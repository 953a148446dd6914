//! Tailoring resolution
//!
//! [`TailoringBuilder::resolve`] maps a locale (with an optional
//! `collation=<type>` keyword) to a tailoring:
//!
//! ```text
//! open bundle ── absent ──────────────────────────────┐
//!   │                                                 │
//! collations ── absent ───────────────────────────────┤
//!   │                                                 ├─> root tailoring
//! type fallback ── exhausted ─────────────────────────┤
//!   │                                                 │
//! root + "standard" ── equal ─────────────────────────┘
//!   │
//! read %%CollationBin ── failure ──> TailoringDataCorrupt
//!   │
//! annotate valid/actual locales ──> new tailoring
//! ```
//!
//! Only a payload failure is an error; every other dead end resolves to the
//! root tailoring supplied by the caller.

use crate::error::{Error, Result};
use crate::reader::{ReadError, TailoringReader};
use crate::resource::{Lookup, ResourceStore, COLLATION_TREE};
use crate::root_rules::ROOT_RULES;
use crate::tailoring::Tailoring;
use crate::type_resolver::{TypeResolver, DEFAULT_COLLATION_TYPE, DEFAULT_TYPE_KEY};
use colltail_common::{Locale, COLLATION_KEYWORD};
use std::sync::Arc;
use tracing::{debug, warn};

/// Key of the binary tailoring payload in a type table
pub const COLLATION_BIN_KEY: &str = "%%CollationBin";

/// Key of the optional rule string in a type table
pub const SEQUENCE_KEY: &str = "Sequence";

const COLLATIONS_KEY: &str = "collations";

/// Result of [`TailoringBuilder::resolve`]
#[derive(Debug, Clone)]
pub struct Resolution {
    /// Either the caller's root tailoring or a freshly built one
    pub tailoring: Arc<Tailoring>,
    /// Most specific locale with collation data, `collation` keyword
    /// present only when the type differs from its default
    pub valid_locale: Locale,
    /// Type whose data was used; `None` when the root was returned
    pub collation_type: Option<String>,
    /// True when the requested type was replaced during type fallback
    pub type_fallback: bool,
}

impl Resolution {
    fn root(root: &Arc<Tailoring>, valid_locale: Locale) -> Self {
        Self {
            tailoring: Arc::clone(root),
            valid_locale,
            collation_type: None,
            type_fallback: false,
        }
    }

    /// Locale whose data was used, keyword-adjusted
    pub fn actual_locale(&self) -> &Locale {
        &self.tailoring.actual_locale
    }

    /// True when `root` itself was returned
    pub fn is_root(&self, root: &Arc<Tailoring>) -> bool {
        Arc::ptr_eq(&self.tailoring, root)
    }
}

/// Builds tailorings from a resource store
///
/// Holds no per-resolution state; one builder can serve many threads.
#[derive(Clone)]
pub struct TailoringBuilder {
    store: Arc<dyn ResourceStore>,
    reader: Arc<dyn TailoringReader>,
    tree: String,
}

impl TailoringBuilder {
    pub fn new(store: Arc<dyn ResourceStore>, reader: Arc<dyn TailoringReader>) -> Self {
        Self {
            store,
            reader,
            tree: COLLATION_TREE.to_string(),
        }
    }

    /// Read collation data from `tree` instead of the default tree
    pub fn with_tree(mut self, tree: impl Into<String>) -> Self {
        self.tree = tree.into();
        self
    }

    pub fn tree(&self) -> &str {
        &self.tree
    }

    pub fn store(&self) -> &dyn ResourceStore {
        self.store.as_ref()
    }

    /// Root rule string from the process-wide cache
    pub fn root_rules(&self) -> Result<&'static str> {
        ROOT_RULES.get_root_rules(self.store.as_ref(), &self.tree)
    }

    /// Resolve the tailoring for `locale`.
    ///
    /// The requested type comes from the locale's `collation` keyword.
    /// Returns `root` itself (pointer-equal) whenever no distinct tailoring
    /// applies.
    pub fn resolve(&self, locale: &Locale, root: &Arc<Tailoring>) -> Result<Resolution> {
        let store = self.store.as_ref();

        let bundle = match store.open_bundle(&self.tree, locale) {
            Lookup::Found(bundle) => bundle,
            Lookup::Absent => {
                debug!("{}: locale unknown to tree {:?}, using root", locale, self.tree);
                return Ok(Resolution::root(root, Locale::root()));
            }
        };

        let valid_locale = bundle.resolved_locale().clone();

        let collations = match store.sub_bundle(&bundle, COLLATIONS_KEY) {
            Lookup::Found(collations) => collations,
            Lookup::Absent => {
                debug!("{}: no collations table, using root", locale);
                return Ok(Resolution::root(root, valid_locale));
            }
        };

        let requested = locale.keyword(COLLATION_KEYWORD);
        let resolved = match TypeResolver::new(store).resolve(&collations, requested) {
            Ok(resolved) => resolved,
            Err(Error::NoTailoringFound { .. }) => {
                debug!("{}: no tailoring for type {:?}, using root", locale, requested);
                return Ok(Resolution::root(root, valid_locale));
            }
            Err(e) => return Err(e),
        };

        if resolved.type_fallback {
            warn!(
                "{}: collation type {:?} unavailable, using {:?}",
                locale, requested, resolved.collation_type
            );
        }

        let collation_type = resolved.collation_type;
        let actual_locale = resolved.data.resolved_locale().clone();

        if actual_locale.is_root() && collation_type == DEFAULT_COLLATION_TYPE {
            debug!("{}: resolves to root standard, using root", locale);
            return Ok(Resolution::root(root, valid_locale));
        }

        let mut tailoring = Tailoring::seeded_from(root, actual_locale.clone());

        let payload = match store.binary(&resolved.data, COLLATION_BIN_KEY) {
            Lookup::Found(payload) => payload,
            Lookup::Absent => {
                return Err(corrupt(&actual_locale, &collation_type, ReadError::MissingPayload))
            }
        };
        self.reader
            .read(root, &payload, &mut tailoring)
            .map_err(|e| corrupt(&actual_locale, &collation_type, e))?;

        if let Lookup::Found(rules) = store.string(&resolved.data, SEQUENCE_KEY) {
            tailoring.rules = Some(rules);
        }

        // Type annotations are suppressed when they match the default,
        // judged per locale: the actual locale may declare another default.
        let annotated_valid = if collation_type != resolved.default_type {
            valid_locale.with_keyword(COLLATION_KEYWORD, &collation_type)
        } else {
            valid_locale.clone()
        };

        let actual_default = if actual_locale != valid_locale {
            self.locale_default_type(&actual_locale)
        } else {
            resolved.default_type
        };

        if collation_type != actual_default {
            tailoring.actual_locale = actual_locale.with_keyword(COLLATION_KEYWORD, &collation_type);
        }

        debug!(
            "{}: resolved type {:?} (valid {}, actual {})",
            locale, collation_type, annotated_valid, tailoring.actual_locale
        );

        Ok(Resolution {
            tailoring: Arc::new(tailoring),
            valid_locale: annotated_valid,
            collation_type: Some(collation_type),
            type_fallback: resolved.type_fallback,
        })
    }

    /// Rule string (`Sequence`) for `collation_type` as seen from `locale`
    pub fn load_rules(&self, locale: &Locale, collation_type: &str) -> Result<String> {
        let store = self.store.as_ref();

        let bundle = store
            .open_bundle(&self.tree, locale)
            .found()
            .ok_or_else(|| Error::LocaleUnknown(locale.clone()))?;

        let path = format!("{}/{}", COLLATIONS_KEY, collation_type);
        let data = store.sub_bundle(&bundle, &path).found().ok_or_else(|| {
            Error::NotFound(format!("collation type {:?} for {}", collation_type, locale))
        })?;

        store.string(&data, SEQUENCE_KEY).found().ok_or_else(|| {
            Error::NotFound(format!(
                "rules for collation type {:?} in {}",
                collation_type,
                data.resolved_locale()
            ))
        })
    }

    /// Default type declared for `locale` itself (with parent fallback)
    fn locale_default_type(&self, locale: &Locale) -> String {
        let store = self.store.as_ref();
        let bundle = match store.open_bundle(&self.tree, locale) {
            Lookup::Found(bundle) => bundle,
            Lookup::Absent => {
                warn!("{}: cannot reopen actual locale bundle", locale);
                return DEFAULT_COLLATION_TYPE.to_string();
            }
        };

        let path = format!("{}/{}", COLLATIONS_KEY, DEFAULT_TYPE_KEY);
        match store.string_with_fallback(&bundle, &path) {
            Lookup::Found(default_type) => default_type,
            Lookup::Absent => DEFAULT_COLLATION_TYPE.to_string(),
        }
    }
}

fn corrupt(locale: &Locale, collation_type: &str, source: ReadError) -> Error {
    warn!(
        "Corrupt tailoring data for {} type {:?}: {}",
        locale, collation_type, source
    );
    Error::TailoringDataCorrupt {
        locale: locale.clone(),
        collation_type: collation_type.to_string(),
        source,
    }
}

****

- Problem requirements -
Among the records, find the lines that contain "Result" and copy each of them.

- Answer space -
use crate::error::{Error, Result};
/// Result of [`TailoringBuilder::resolve`]
    pub fn root_rules(&self) -> Result<&'static str> {
    pub fn resolve(&self, locale: &Locale, root: &Arc<Tailoring>) -> Result<Resolution> {
    pub fn load_rules(&self, locale: &Locale, collation_type: &str) -> Result<String> {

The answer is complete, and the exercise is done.